In its final report, released on Monday, the inquiry says that the state needs a well-regulated private health-care sector in order to be an effective and strategic purchaser of services from providers ranging from hospitals to doctors.
It proposes the establishment of an independent "supply-side regulator for health care" that will oversee multilateral tariff negotiations between health-care practitioners and medical schemes, which will be referred to an independent arbitrator if talks fail.
This regulator will also advise on best practice; issue facility licences and practice numbers; and liaise with a new body that is to be established to monitor the quality of care, called the Outcomes Monitoring and Reporting Organisation.
"The health market inquiry provides mechanisms to make NHI possible and to make it a success. That’s the big message," said Wits professor Sharon Fonn, a member of the panel that conducted the five-year inquiry.
The inquiry began work in January 2014 and was tasked with investigating whether there were barriers to competition in the private health-care market that drive up prices and hamper patients’ access to care. The final recommendations have potentially far-reaching implications for private health-care providers ranging from hospital groups to
doctors, as well as the medical schemes industry.
The final report is broadly consistent with the panel’s provisional findings. It still finds that a range of features distort and prevent competition and recommends regulatory measures to manage costs and quality.
However, it is no longer calling for SA’s biggest private hospital groups to sell off some of their assets in order to enhance competition.
Panel member Cees van Gent said divestiture would have been likely to trigger litigation, as it had done in the UK.
Instead, the inquiry has called on the Competition Commission to step up scrutiny of what it terms "creeping mergers", and says it and the supply-side regulator for health care should be notified of the transfer or sale of licences between hospitals.
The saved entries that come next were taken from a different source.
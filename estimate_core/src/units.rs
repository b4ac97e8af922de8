//! # Unit Types
//!
//! Type-safe wrappers for the quantities an estimate deals in. They are
//! plain `f64` newtypes that serialize as bare numbers.
//!
//! All quantities are metric:
//! - Length: meters (m)
//! - Volume: cubic meters (m³), liters (L) for water
//! - Mass: kilograms (kg), tonnes (t = 1000 kg), cement bags (50 kg)
//!
//! ## Example
//!
//! ```rust
//! use estimate_core::units::{Bags, Kilograms, Tonnes};
//!
//! let cement = Kilograms(1200.0);
//! let bags: Bags = cement.into();
//! assert_eq!(bags.0, 24.0);
//!
//! let sand: Tonnes = Kilograms(2280.0).into();
//! assert_eq!(sand.0, 2.28);
//! ```

use serde::{Deserialize, Serialize};
use std::ops::{Add, Div, Mul, Sub};

/// Mass of one cement bag in kilograms
pub const BAG_MASS_KG: f64 = 50.0;

/// Kilograms per tonne
pub const KG_PER_TONNE: f64 = 1000.0;

// ============================================================================
// Length and Volume
// ============================================================================

/// Length in meters
#[derive(Debug, Clone, Copy, PartialEq, PartialOrd, Default, Serialize, Deserialize)]
#[serde(transparent)]
pub struct Meters(pub f64);

/// Volume in cubic meters
#[derive(Debug, Clone, Copy, PartialEq, PartialOrd, Default, Serialize, Deserialize)]
#[serde(transparent)]
pub struct CubicMeters(pub f64);

/// Volume in liters
#[derive(Debug, Clone, Copy, PartialEq, PartialOrd, Default, Serialize, Deserialize)]
#[serde(transparent)]
pub struct Liters(pub f64);

impl CubicMeters {
    /// Volume of a rectangular block
    pub fn of_block(length: Meters, width: Meters, height: Meters) -> Self {
        CubicMeters(length.0 * width.0 * height.0)
    }
}

// ============================================================================
// Mass
// ============================================================================

/// Mass in kilograms
#[derive(Debug, Clone, Copy, PartialEq, PartialOrd, Default, Serialize, Deserialize)]
#[serde(transparent)]
pub struct Kilograms(pub f64);

/// Mass in tonnes (1 t = 1000 kg)
#[derive(Debug, Clone, Copy, PartialEq, PartialOrd, Default, Serialize, Deserialize)]
#[serde(transparent)]
pub struct Tonnes(pub f64);

/// Cement quantity in 50 kg bags (fractional)
#[derive(Debug, Clone, Copy, PartialEq, PartialOrd, Default, Serialize, Deserialize)]
#[serde(transparent)]
pub struct Bags(pub f64);

impl From<Kilograms> for Tonnes {
    fn from(kg: Kilograms) -> Self {
        Tonnes(kg.0 / KG_PER_TONNE)
    }
}

impl From<Tonnes> for Kilograms {
    fn from(t: Tonnes) -> Self {
        Kilograms(t.0 * KG_PER_TONNE)
    }
}

impl From<Kilograms> for Bags {
    fn from(kg: Kilograms) -> Self {
        Bags(kg.0 / BAG_MASS_KG)
    }
}

impl From<Bags> for Kilograms {
    fn from(bags: Bags) -> Self {
        Kilograms(bags.0 * BAG_MASS_KG)
    }
}

// ============================================================================
// Arithmetic Implementations
// ============================================================================

macro_rules! impl_arithmetic {
    ($type:ty) => {
        impl Add for $type {
            type Output = Self;
            fn add(self, rhs: Self) -> Self::Output {
                Self(self.0 + rhs.0)
            }
        }

        impl Sub for $type {
            type Output = Self;
            fn sub(self, rhs: Self) -> Self::Output {
                Self(self.0 - rhs.0)
            }
        }

        impl Mul<f64> for $type {
            type Output = Self;
            fn mul(self, rhs: f64) -> Self::Output {
                Self(self.0 * rhs)
            }
        }

        impl Div<f64> for $type {
            type Output = Self;
            fn div(self, rhs: f64) -> Self::Output {
                Self(self.0 / rhs)
            }
        }

        impl $type {
            /// Get the raw f64 value
            pub fn value(self) -> f64 {
                self.0
            }

            /// Create from raw f64 value
            pub fn new(value: f64) -> Self {
                Self(value)
            }
        }
    };
}

impl_arithmetic!(Meters);
impl_arithmetic!(CubicMeters);
impl_arithmetic!(Liters);
impl_arithmetic!(Kilograms);
impl_arithmetic!(Tonnes);
impl_arithmetic!(Bags);

#[cfg(test)]
mod tests {
    use super::*;

    #[test]
    fn test_kilograms_to_tonnes() {
        let t: Tonnes = Kilograms(4440.0).into();
        assert!((t.0 - 4.44).abs() < 1e-12);
        let back: Kilograms = t.into();
        assert!((back.0 - 4440.0).abs() < 1e-9);
    }

    #[test]
    fn test_kilograms_to_bags() {
        let bags: Bags = Kilograms(1200.0).into();
        assert_eq!(bags.0, 24.0);
        let kg: Kilograms = Bags(3.0).into();
        assert_eq!(kg.0, 150.0);
    }

    #[test]
    fn test_block_volume() {
        let v = CubicMeters::of_block(Meters(2.0), Meters(3.0), Meters(0.5));
        assert_eq!(v.0, 3.0);
    }

    #[test]
    fn test_arithmetic() {
        let a = Kilograms(10.0);
        let b = Kilograms(5.0);
        assert_eq!((a + b).0, 15.0);
        assert_eq!((a - b).0, 5.0);
        assert_eq!((a * 2.0).0, 20.0);
        assert_eq!((a / 2.0).value(), 5.0);
    }

    #[test]
    fn test_serialization() {
        let m = Meters(12.5);
        let json = serde_json::to_string(&m).unwrap();
        assert_eq!(json, "12.5");

        let roundtrip: Meters = serde_json::from_str(&json).unwrap();
        assert_eq!(m, roundtrip);
    }
}
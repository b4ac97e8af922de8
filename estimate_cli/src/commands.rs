//! Command handlers

use std::path::{Path, PathBuf};

use chrono::Local;
use estimate_core::report::{PdfFileSink, ReportSink, TextFileSink};
use estimate_core::{
    load_settings_or_default, save_settings, ConcreteGrade, EstimateForm, EstimateSession, Settings,
};

use crate::cli::{CalculateArgs, Cli, Commands, ConfigAction, OutputFormat};
use crate::error::{Error, Result};
use crate::output::{output_estimate, output_grades, output_settings};

/// Settings directory name under the platform config directory
pub const APP_DIR: &str = "concrete-estimator";

/// Settings file name
pub const SETTINGS_FILE: &str = "settings.json";

/// Default settings path: `<config dir>/concrete-estimator/settings.json`
pub fn default_settings_path() -> Result<PathBuf> {
    let dir = dirs::config_dir()
        .ok_or_else(|| Error::Config("no platform config directory".to_string()))?
        .join(APP_DIR);
    Ok(dir.join(SETTINGS_FILE))
}

/// Execute CLI command
pub fn execute(cli: Cli) -> Result<()> {
    let settings_path = match &cli.settings {
        Some(path) => path.clone(),
        None => default_settings_path()?,
    };
    if cli.verbose {
        eprintln!("Settings: {}", settings_path.display());
    }

    match &cli.command {
        Commands::Calculate(args) => cmd_calculate(args, &settings_path, cli.format, cli.verbose),
        Commands::Grades => output_grades(cli.format),
        Commands::Config { action } => cmd_config(action, &settings_path, cli.format),
    }
}

/// Fill a session's form from command line arguments.
///
/// Anything not given on the command line keeps the value preset from
/// settings.
pub fn build_session(args: &CalculateArgs, settings: &Settings) -> Result<EstimateSession> {
    let mut session = EstimateSession::new(settings);
    let form = &mut session.form;

    form.label = args.label.clone().unwrap_or_default();
    form.length = args.length.clone();
    form.width = args.width.clone();
    form.height = args.height.clone();

    if let Some(grade) = &args.grade {
        form.grade = ConcreteGrade::from_str_flexible(grade)?;
    }
    if let Some(price) = &args.cement_price {
        form.cement_price = price.clone();
    }
    if let Some(price) = &args.sand_price {
        form.sand_price = price.clone();
    }
    if let Some(price) = &args.gravel_price {
        form.gravel_price = price.clone();
    }

    Ok(session)
}

/// Pick a sink by file extension: `.pdf` renders a PDF, anything else is text
pub fn sink_for(path: &Path) -> Box<dyn ReportSink> {
    let is_pdf = path
        .extension()
        .and_then(|ext| ext.to_str())
        .is_some_and(|ext| ext.eq_ignore_ascii_case("pdf"));
    if is_pdf {
        Box::new(PdfFileSink::new(path))
    } else {
        Box::new(TextFileSink::new(path))
    }
}

fn cmd_calculate(args: &CalculateArgs, settings_path: &Path, output_format: OutputFormat, verbose: bool) -> Result<()> {
    let settings = load_settings_or_default(settings_path)?;
    let mut session = build_session(args, &settings)?;

    if session.calculate()?.is_none() {
        return Err(Error::IncompleteDimensions);
    }
    let (Some(input), Some(result)) = (session.latest_input(), session.latest()) else {
        return Err(Error::IncompleteDimensions);
    };

    output_estimate(output_format, input, result, &settings.report.currency_symbol, verbose)?;

    if let Some(path) = &args.report {
        let mut options = settings.report.clone();
        options.include_reference = args.reference;
        let date = Local::now().date_naive();

        let mut sink = sink_for(path);
        session.print(sink.as_mut(), date, &options)?;
        status(output_format, &format!("\nReport written to {}", path.display()));
    }

    Ok(())
}

/// One-line status message. Kept off stdout in JSON mode so the document
/// stays parseable.
fn status(output_format: OutputFormat, message: &str) {
    match output_format {
        OutputFormat::Table => println!("{}", message),
        OutputFormat::Json => eprintln!("{}", message),
    }
}

fn cmd_config(action: &ConfigAction, settings_path: &Path, output_format: OutputFormat) -> Result<()> {
    let load = || load_settings_or_default(settings_path);

    let (settings, message) = match action {
        ConfigAction::Show => return output_settings(output_format, &load()?, settings_path),
        ConfigAction::Reset => (Settings::default(), "Settings reset to defaults"),
        ConfigAction::SetPrices { cement, sand, gravel } => {
            let mut settings = load()?;
            let mut form = EstimateForm::from_settings(&settings);
            if let Some(price) = cement {
                form.cement_price = price.clone();
            }
            if let Some(price) = sand {
                form.sand_price = price.clone();
            }
            if let Some(price) = gravel {
                form.gravel_price = price.clone();
            }
            settings.set_prices(form.prices()?)?;
            (settings, "Settings updated")
        }
        ConfigAction::SetCurrency { symbol } => {
            let mut settings = load()?;
            settings.set_currency(symbol.as_str())?;
            (settings, "Settings updated")
        }
        ConfigAction::SetObject { name } => {
            let mut settings = load()?;
            settings.set_object_name(name.as_str());
            (settings, "Settings updated")
        }
        ConfigAction::SetGrade { grade } => {
            let mut settings = load()?;
            settings.set_default_grade(ConcreteGrade::from_str_flexible(grade)?);
            (settings, "Settings updated")
        }
    };

    save_settings(&settings, settings_path)?;
    status(output_format, message);
    output_settings(output_format, &settings, settings_path)
}

#[cfg(test)]
mod tests {
    use super::*;
    use estimate_core::UnitPrices;

    fn args(length: &str, width: &str, height: &str) -> CalculateArgs {
        CalculateArgs {
            length: length.to_string(),
            width: width.to_string(),
            height: height.to_string(),
            ..Default::default()
        }
    }

    #[test]
    fn test_build_session_uses_settings_defaults() {
        let mut settings = Settings::default();
        settings.set_default_grade(ConcreteGrade::M250);
        let session = build_session(&args("2", "3", "0.5"), &settings).unwrap();
        assert_eq!(session.form.grade, ConcreteGrade::M250);
        assert_eq!(session.form.prices().unwrap(), UnitPrices::default());
    }

    #[test]
    fn test_build_session_overrides() {
        let mut a = args("2", "3", "0.5");
        a.grade = Some("m-400".to_string());
        a.sand_price = Some("1000,5".to_string());
        let session = build_session(&a, &Settings::default()).unwrap();
        assert_eq!(session.form.grade, ConcreteGrade::M400);
        assert_eq!(session.form.prices().unwrap().sand_per_tonne, 1000.5);
    }

    #[test]
    fn test_build_session_rejects_unknown_grade() {
        let mut a = args("2", "3", "0.5");
        a.grade = Some("M150".to_string());
        assert!(matches!(build_session(&a, &Settings::default()), Err(Error::Calc(_))));
    }

    #[test]
    fn test_default_settings_path_name() {
        if let Ok(path) = default_settings_path() {
            assert!(path.ends_with(Path::new(APP_DIR).join(SETTINGS_FILE)));
        }
    }
}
In its interim report, the inquiry said competition in the private hospital market has largely failed, partly because it is such a highly concentrated market, dominated by the three JSE-listed groups. It recommends divestiture and a moratorium on new licences for the three largest firms — Netcare, Life Healthcare and Mediclinic International, which together account for 83% of private hospital beds. A moratorium on new licences would have meant the hospital groups could not open new facilities, or increase the number of beds in existing ones.
Mediclinic Southern Africa CEO Koert Pretorius welcomed the revised stance, but said the firm still disputes the inquiry’s conclusion that the market is highly concentrated.
He said the inquiry has not found any evidence of market abuse, such as excessive pricing and profits, and welcomed the inquiry’s recommendation that private hospitals and medical schemes be allowed to continue with bilateral tariff negotiations outside the supply-side regulator for health care.
The inquiry recommends that all medical schemes should offer a single, standardised benefit package that will allow consumers to compare products, and the introduction of a risk-adjustment mechanism to force schemes to compete on price and quality rather than on their ability to attract young and healthy lives.
The department of health’s deputy director-general for NHI, Anban Pillay, said it will study the report, and consider how its recommendations align with the work it is doing to implement the policy.
The report will also inform work on the Medical Schemes Amendment Bill, which is being delayed pending the outcome of the inquiry, Pillay said.